Give the entries again in full. Nothing may be altered.

____________

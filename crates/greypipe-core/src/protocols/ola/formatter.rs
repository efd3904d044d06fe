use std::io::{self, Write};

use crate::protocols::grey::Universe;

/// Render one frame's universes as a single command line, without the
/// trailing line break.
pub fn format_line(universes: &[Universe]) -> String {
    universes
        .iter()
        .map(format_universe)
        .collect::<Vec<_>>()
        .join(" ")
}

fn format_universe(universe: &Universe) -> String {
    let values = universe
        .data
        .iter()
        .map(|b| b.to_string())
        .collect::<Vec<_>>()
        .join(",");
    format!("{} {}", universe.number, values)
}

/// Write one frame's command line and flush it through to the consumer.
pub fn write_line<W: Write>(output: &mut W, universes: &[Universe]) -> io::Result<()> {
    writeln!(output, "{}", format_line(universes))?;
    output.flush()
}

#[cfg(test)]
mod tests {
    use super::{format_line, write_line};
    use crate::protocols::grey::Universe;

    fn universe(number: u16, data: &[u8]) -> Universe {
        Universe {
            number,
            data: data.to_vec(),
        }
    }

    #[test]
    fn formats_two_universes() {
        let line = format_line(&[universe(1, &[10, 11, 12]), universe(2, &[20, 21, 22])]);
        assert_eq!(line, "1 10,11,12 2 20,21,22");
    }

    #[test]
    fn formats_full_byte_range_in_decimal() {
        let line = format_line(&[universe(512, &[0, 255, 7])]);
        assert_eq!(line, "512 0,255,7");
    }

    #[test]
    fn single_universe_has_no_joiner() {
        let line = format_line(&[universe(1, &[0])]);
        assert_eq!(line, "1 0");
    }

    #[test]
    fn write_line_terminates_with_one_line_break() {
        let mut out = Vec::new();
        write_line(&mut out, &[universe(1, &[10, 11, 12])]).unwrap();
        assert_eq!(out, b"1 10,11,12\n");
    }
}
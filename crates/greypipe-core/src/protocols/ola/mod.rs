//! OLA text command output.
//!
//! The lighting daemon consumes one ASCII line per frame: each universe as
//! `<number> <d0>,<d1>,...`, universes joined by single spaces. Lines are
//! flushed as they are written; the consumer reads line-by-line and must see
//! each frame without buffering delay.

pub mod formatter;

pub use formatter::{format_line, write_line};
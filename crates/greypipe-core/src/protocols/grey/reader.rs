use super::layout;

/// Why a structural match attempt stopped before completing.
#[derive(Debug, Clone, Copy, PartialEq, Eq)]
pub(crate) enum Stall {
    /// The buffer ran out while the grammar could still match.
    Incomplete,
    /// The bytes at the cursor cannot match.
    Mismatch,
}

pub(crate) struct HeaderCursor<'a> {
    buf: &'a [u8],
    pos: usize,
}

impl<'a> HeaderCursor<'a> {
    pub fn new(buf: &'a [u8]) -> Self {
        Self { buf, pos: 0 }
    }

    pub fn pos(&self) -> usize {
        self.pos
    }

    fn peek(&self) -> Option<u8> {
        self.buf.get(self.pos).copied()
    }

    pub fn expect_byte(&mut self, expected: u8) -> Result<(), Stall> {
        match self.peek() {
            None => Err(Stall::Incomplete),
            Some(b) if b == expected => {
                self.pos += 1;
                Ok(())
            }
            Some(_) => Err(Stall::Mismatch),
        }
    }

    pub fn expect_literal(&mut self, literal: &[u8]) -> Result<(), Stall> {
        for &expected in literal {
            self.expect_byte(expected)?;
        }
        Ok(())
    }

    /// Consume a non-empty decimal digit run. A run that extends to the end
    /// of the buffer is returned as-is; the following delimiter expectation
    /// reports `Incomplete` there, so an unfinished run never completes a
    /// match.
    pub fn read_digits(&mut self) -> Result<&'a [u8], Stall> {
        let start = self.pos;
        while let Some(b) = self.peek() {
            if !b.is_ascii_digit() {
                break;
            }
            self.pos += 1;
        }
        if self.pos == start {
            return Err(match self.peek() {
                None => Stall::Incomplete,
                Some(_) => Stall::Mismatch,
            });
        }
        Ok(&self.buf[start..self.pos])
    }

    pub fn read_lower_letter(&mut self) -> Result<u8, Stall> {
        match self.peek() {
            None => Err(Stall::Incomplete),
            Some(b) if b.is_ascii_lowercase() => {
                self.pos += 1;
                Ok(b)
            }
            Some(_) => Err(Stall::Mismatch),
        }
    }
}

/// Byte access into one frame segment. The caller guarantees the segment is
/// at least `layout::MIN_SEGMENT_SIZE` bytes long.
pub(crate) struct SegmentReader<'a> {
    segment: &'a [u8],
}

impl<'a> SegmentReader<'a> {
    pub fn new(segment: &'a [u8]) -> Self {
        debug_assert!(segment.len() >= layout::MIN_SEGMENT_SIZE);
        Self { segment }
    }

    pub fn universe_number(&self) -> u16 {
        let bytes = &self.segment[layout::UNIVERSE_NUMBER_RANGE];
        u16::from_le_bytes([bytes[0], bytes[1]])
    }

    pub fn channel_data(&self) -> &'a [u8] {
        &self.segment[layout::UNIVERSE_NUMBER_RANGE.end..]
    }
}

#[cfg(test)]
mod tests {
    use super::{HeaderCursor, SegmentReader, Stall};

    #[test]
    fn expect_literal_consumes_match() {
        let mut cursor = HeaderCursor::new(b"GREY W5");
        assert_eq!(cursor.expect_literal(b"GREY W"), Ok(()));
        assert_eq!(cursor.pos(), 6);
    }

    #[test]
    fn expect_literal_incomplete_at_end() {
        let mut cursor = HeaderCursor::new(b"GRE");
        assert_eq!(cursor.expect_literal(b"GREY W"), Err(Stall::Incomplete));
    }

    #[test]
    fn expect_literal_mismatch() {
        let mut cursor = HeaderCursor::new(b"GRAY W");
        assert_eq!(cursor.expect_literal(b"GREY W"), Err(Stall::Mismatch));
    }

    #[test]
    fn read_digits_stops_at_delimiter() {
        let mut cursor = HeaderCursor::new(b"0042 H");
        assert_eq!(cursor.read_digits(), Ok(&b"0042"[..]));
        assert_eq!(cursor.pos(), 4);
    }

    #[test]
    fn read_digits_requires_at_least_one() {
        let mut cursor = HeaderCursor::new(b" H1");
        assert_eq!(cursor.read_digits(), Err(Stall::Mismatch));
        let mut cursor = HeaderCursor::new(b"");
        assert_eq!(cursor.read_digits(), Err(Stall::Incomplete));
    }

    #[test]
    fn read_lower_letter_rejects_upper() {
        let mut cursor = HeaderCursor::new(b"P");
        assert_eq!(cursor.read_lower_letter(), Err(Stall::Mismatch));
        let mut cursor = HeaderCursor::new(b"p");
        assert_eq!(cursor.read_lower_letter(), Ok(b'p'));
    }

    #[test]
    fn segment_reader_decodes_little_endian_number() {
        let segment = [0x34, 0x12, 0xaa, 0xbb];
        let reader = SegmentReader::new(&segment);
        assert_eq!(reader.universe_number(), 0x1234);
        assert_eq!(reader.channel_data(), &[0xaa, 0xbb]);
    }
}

____________

Answer to this exercise:
filename crates/greypipe-core/src/protocols/ola/formatter.rs
repository efd3904d044d06fe
use std::io::{self, Write};

use crate::protocols::grey::Universe;

/// Render one frame's universes as a single command line, without the
/// trailing line break.
pub fn format_line(universes: &[Universe]) -> String {
    universes
        .iter()
        .map(format_universe)
        .collect::<Vec<_>>()
        .join(" ")
}

fn format_universe(universe: &Universe) -> String {
    let values = universe
        .data
        .iter()
        .map(|b| b.to_string())
        .collect::<Vec<_>>()
        .join(",");
    format!("{} {}", universe.number, values)
}

/// Write one frame's command line and flush it through to the consumer.
pub fn write_line<W: Write>(output: &mut W, universes: &[Universe]) -> io::Result<()> {
    writeln!(output, "{}", format_line(universes))?;
    output.flush()
}

#[cfg(test)]
mod tests {
    use super::{format_line, write_line};
    use crate::protocols::grey::Universe;

    fn universe(number: u16, data: &[u8]) -> Universe {
        Universe {
            number,
            data: data.to_vec(),
        }
    }

    #[test]
    fn formats_two_universes() {
        let line = format_line(&[universe(1, &[10, 11, 12]), universe(2, &[20, 21, 22])]);
        assert_eq!(line, "1 10,11,12 2 20,21,22");
    }

    #[test]
    fn formats_full_byte_range_in_decimal() {
        let line = format_line(&[universe(512, &[0, 255, 7])]);
        assert_eq!(line, "512 0,255,7");
    }

    #[test]
    fn single_universe_has_no_joiner() {
        let line = format_line(&[universe(1, &[0])]);
        assert_eq!(line, "1 0");
    }

    #[test]
    fn write_line_terminates_with_one_line_break() {
        let mut out = Vec::new();
        write_line(&mut out, &[universe(1, &[10, 11, 12])]).unwrap();
        assert_eq!(out, b"1 10,11,12\n");
    }
}
filename crates/greypipe-core/src/protocols/ola/mod.rs
//! OLA text command output.
//!
//! The lighting daemon consumes one ASCII line per frame: each universe as
//! `<number> <d0>,<d1>,...`, universes joined by single spaces. Lines are
//! flushed as they are written; the consumer reads line-by-line and must see
//! each frame without buffering delay.

pub mod formatter;

pub use formatter::{format_line, write_line};
filename crates/greypipe-core/src/protocols/grey/reader.rs
use super::layout;

/// Why a structural match attempt stopped before completing.
#[derive(Debug, Clone, Copy, PartialEq, Eq)]
pub(crate) enum Stall {
    /// The buffer ran out while the grammar could still match.
    Incomplete,
    /// The bytes at the cursor cannot match.
    Mismatch,
}

pub(crate) struct HeaderCursor<'a> {
    buf: &'a [u8],
    pos: usize,
}

impl<'a> HeaderCursor<'a> {
    pub fn new(buf: &'a [u8]) -> Self {
        Self { buf, pos: 0 }
    }

    pub fn pos(&self) -> usize {
        self.pos
    }

    fn peek(&self) -> Option<u8> {
        self.buf.get(self.pos).copied()
    }

    pub fn expect_byte(&mut self, expected: u8) -> Result<(), Stall> {
        match self.peek() {
            None => Err(Stall::Incomplete),
            Some(b) if b == expected => {
                self.pos += 1;
                Ok(())
            }
            Some(_) => Err(Stall::Mismatch),
        }
    }

    pub fn expect_literal(&mut self, literal: &[u8]) -> Result<(), Stall> {
        for &expected in literal {
            self.expect_byte(expected)?;
        }
        Ok(())
    }

    /// Consume a non-empty decimal digit run. A run that extends to the end
    /// of the buffer is returned as-is; the following delimiter expectation
    /// reports `Incomplete` there, so an unfinished run never completes a
    /// match.
    pub fn read_digits(&mut self) -> Result<&'a [u8], Stall> {
        let start = self.pos;
        while let Some(b) = self.peek() {
            if !b.is_ascii_digit() {
                break;
            }
            self.pos += 1;
        }
        if self.pos == start {
            return Err(match self.peek() {
                None => Stall::Incomplete,
                Some(_) => Stall::Mismatch,
            });
        }
        Ok(&self.buf[start..self.pos])
    }

    pub fn read_lower_letter(&mut self) -> Result<u8, Stall> {
        match self.peek() {
            None => Err(Stall::Incomplete),
            Some(b) if b.is_ascii_lowercase() => {
                self.pos += 1;
                Ok(b)
            }
            Some(_) => Err(Stall::Mismatch),
        }
    }
}

/// Byte access into one frame segment. The caller guarantees the segment is
/// at least `layout::MIN_SEGMENT_SIZE` bytes long.
pub(crate) struct SegmentReader<'a> {
    segment: &'a [u8],
}

impl<'a> SegmentReader<'a> {
    pub fn new(segment: &'a [u8]) -> Self {
        debug_assert!(segment.len() >= layout::MIN_SEGMENT_SIZE);
        Self { segment }
    }

    pub fn universe_number(&self) -> u16 {
        let bytes = &self.segment[layout::UNIVERSE_NUMBER_RANGE];
        u16::from_le_bytes([bytes[0], bytes[1]])
    }

    pub fn channel_data(&self) -> &'a [u8] {
        &self.segment[layout::UNIVERSE_NUMBER_RANGE.end..]
    }
}

#[cfg(test)]
mod tests {
    use super::{HeaderCursor, SegmentReader, Stall};

    #[test]
    fn expect_literal_consumes_match() {
        let mut cursor = HeaderCursor::new(b"GREY W5");
        assert_eq!(cursor.expect_literal(b"GREY W"), Ok(()));
        assert_eq!(cursor.pos(), 6);
    }

    #[test]
    fn expect_literal_incomplete_at_end() {
        let mut cursor = HeaderCursor::new(b"GRE");
        assert_eq!(cursor.expect_literal(b"GREY W"), Err(Stall::Incomplete));
    }

    #[test]
    fn expect_literal_mismatch() {
        let mut cursor = HeaderCursor::new(b"GRAY W");
        assert_eq!(cursor.expect_literal(b"GREY W"), Err(Stall::Mismatch));
    }

    #[test]
    fn read_digits_stops_at_delimiter() {
        let mut cursor = HeaderCursor::new(b"0042 H");
        assert_eq!(cursor.read_digits(), Ok(&b"0042"[..]));
        assert_eq!(cursor.pos(), 4);
    }

    #[test]
    fn read_digits_requires_at_least_one() {
        let mut cursor = HeaderCursor::new(b" H1");
        assert_eq!(cursor.read_digits(), Err(Stall::Mismatch));
        let mut cursor = HeaderCursor::new(b"");
        assert_eq!(cursor.read_digits(), Err(Stall::Incomplete));
    }

    #[test]
    fn read_lower_letter_rejects_upper() {
        let mut cursor = HeaderCursor::new(b"P");
        assert_eq!(cursor.read_lower_letter(), Err(Stall::Mismatch));
        let mut cursor = HeaderCursor::new(b"p");
        assert_eq!(cursor.read_lower_letter(), Ok(b'p'));
    }

    #[test]
    fn segment_reader_decodes_little_endian_number() {
        let segment = [0x34, 0x12, 0xaa, 0xbb];
        let reader = SegmentReader::new(&segment);
        assert_eq!(reader.universe_number(), 0x1234);
        assert_eq!(reader.channel_data(), &[0xaa, 0xbb]);
    }
}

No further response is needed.